How to write a generic method that takes two arguments of the same types in java?

Question

I was very surprised when I noticed that following code compiles without warnings and prints Integer / String:

public final class GenericsTest {
    private static <T> void method(T arg1, T arg2) {
        System.out.println(arg1.getClass().getSimpleName());
        System.out.println(arg2.getClass().getSimpleName());
    }

    public static void main(String[] args) {
        method(1, "1");
    }
}

I expected a compilation error.

Is there a reason why this code compiles?

What is the correct way to ensure that arguments have the same type?

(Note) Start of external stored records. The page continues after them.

async fn review_page(state: &AppState, session: &Session, checkout: &CheckoutState) -> Result<Response> {
    let (Some(contact), Some(shipping)) = (&checkout.contact, &checkout.shipping) else {
        return Ok(Redirect::to(&checkout.first_incomplete_step().url()).into_response());
    };

    let (priced, error) = try_price(state, session, checkout, shipping.shipping_method_id).await?;
    let (_, lines) = priced_cart(state, session).await?;
    let layout = Layout::load(state, session).await;

    let (shipping_method, delivery_estimate) = match &priced {
        Some(p) => (p.shipping_method.name.clone(), p.shipping_method.delivery_estimate()),
        None => (String::new(), String::new()),
    };
    let totals = priced.as_ref().map(|p| TotalsView::new(&p.totals, &layout));
    let cart = match &priced {
        Some(p) => CartView::new(&p.lines, &layout),
        None => CartView::new(&lines, &layout),
    };

    Ok(ReviewTemplate {
        steps: step_views(checkout, CheckoutStep::Review),
        error,
        email: contact.email.to_string(),
        customer_name: contact.customer_name.clone(),
        address: shipping.address.one_line(),
        shipping_method,
        delivery_estimate,
        can_place: totals.is_some(),
        cart,
        totals,
        coupon_code: checkout.coupon_code.clone().unwrap_or_default(),
        layout,
    }
    .into_response())
}

// =============================================================================
// Step Submissions
// =============================================================================

/// Save the contact step.
#[instrument(skip(state, session, form))]
pub async fn submit_contact(
    State(state): State<AppState>,
    session: Session,
    Form(form): Form<ContactForm>,
) -> Result<Response> {
    let mut checkout = load_checkout(&session).await;
    let name = form.customer_name.trim();
    let contact = match Email::parse(&form.email) {
        Ok(_) if name.is_empty() => Err("Please enter your name.".to_string()),
        Ok(email) => Ok(ContactDetails {
            email,
            customer_name: name.to_string(),
            phone: form
                .phone
                .as_deref()
                .map(str::trim)
                .filter(|p| !p.is_empty())
                .map(str::to_string),
        }),
        Err(e) => Err(format!("Please enter a valid email address ({e}).")),
    };

    match contact {
        Ok(contact) => {
            if let Some(shipping) = checkout.shipping.as_mut() {
                shipping.address.customer_name.clone_from(&contact.customer_name);
                shipping.address.phone.clone_from(&contact.phone);
            }
            checkout.contact = Some(contact);
            save_checkout(&session, &checkout).await?;
            Ok(Redirect::to(&CheckoutStep::Shipping.url()).into_response())
        }
        Err(message) => {
            let page = contact_page(&state, &session, &checkout, Some(&form), Some(message)).await;
            Ok((StatusCode::UNPROCESSABLE_ENTITY, page).into_response())
        }
    }
}

/// Save the shipping step.
#[instrument(skip(state, session, form))]
pub async fn submit_shipping(
    State(state): State<AppState>,
    session: Session,
    Form(form): Form<ShippingForm>,
) -> Result<Response> {
    let mut checkout = load_checkout(&session).await;
    let Some(contact) = checkout.contact.clone() else {
        return Ok(Redirect::to(&CheckoutStep::Contact.url()).into_response());
    };

    let address = ShippingAddress {
        customer_name: contact.customer_name,
        phone: contact.phone,
        address_line1: form.address_line1,
        address_line2: form.address_line2,
        city: form.city,
        region: form.region,
        postal_code: form.postal_code,
        country: form.country,
    };

    let methods = state.catalog().shipping_methods(state.pool()).await?;
    let method = form
        .shipping_method_id
        .filter(|id| methods.iter().any(|m| m.id == *id));

    let checked = match (address.normalized(), method) {
        (Ok(normalized), Some(method)) => Ok((normalized, method)),
        (Err(e), _) => Err(e.to_string()),
        (Ok(_), None) => Err("Please choose a shipping method.".to_string()),
    };

    match checked {
        Ok((address, shipping_method_id)) => {
            checkout.shipping = Some(ShippingDetails {
                address,
                shipping_method_id,
            });
            save_checkout(&session, &checkout).await?;
            Ok(Redirect::to(&CheckoutStep::Review.url()).into_response())
        }
        Err(message) => {
            let page = shipping_page(
                &state,
                &session,
                &checkout,
                Some((address, form.shipping_method_id)),
                Some(message),
            )
            .await?;
            Ok((StatusCode::UNPROCESSABLE_ENTITY, page).into_response())
        }
    }
}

Edit: What about bounded type parameters? The best I can think of is this:

private static <T, U extends T> void method(T arg1, U arg2) {
    System.out.println(arg1.getClass().getSimpleName());
    System.out.println(arg2.getClass().getSimpleName());
}

Unfortunately, java doesn't allow cyclic constraints. <T extends U, U extends T> doesn't compile. Is this a dead end?

Answer 1

The reason that this compiles is because Java will infer the most specific supertype of the arguments passed in, in this case, Object Serializable & Comparable<? extends Serializable & Comparable<? extends Comparable<?>>>, after 1 is boxed to Integer and "1" is passed as a String.

Without generics:

private static void method(Number arg1, Number arg2) {

Even without generics, you can pass in an Integer and a Double.

Only if the type in question is final can you do this, without generics:

private static void method(String arg1, String arg2) {
    // Yes, they're both Strings, guaranteed.

There is one edge case with generics that I can think of to ensure that they are the exact type. If you have a final class, and you place an upper bound, then you can restrict it to that same class.

public <T extends MyFinalClass> void method(T arg1, T arg2) {
    // Yes, they're both MyFinalClasses
}

But then you could do the same thing without generics.

public void method(MyFinalClass arg1, MyFinalClass arg2) {
    // Yes, they're both MyFinalClasses
}

Answer 2

You could add the class as an additional parameter.

private static <T> void method(T arg1, T arg2, Class<T> type) {
    // ...
}

Now you have to specify the common type.

You can still call method(1, "1", Object.class); but at least you are explicit about the common type.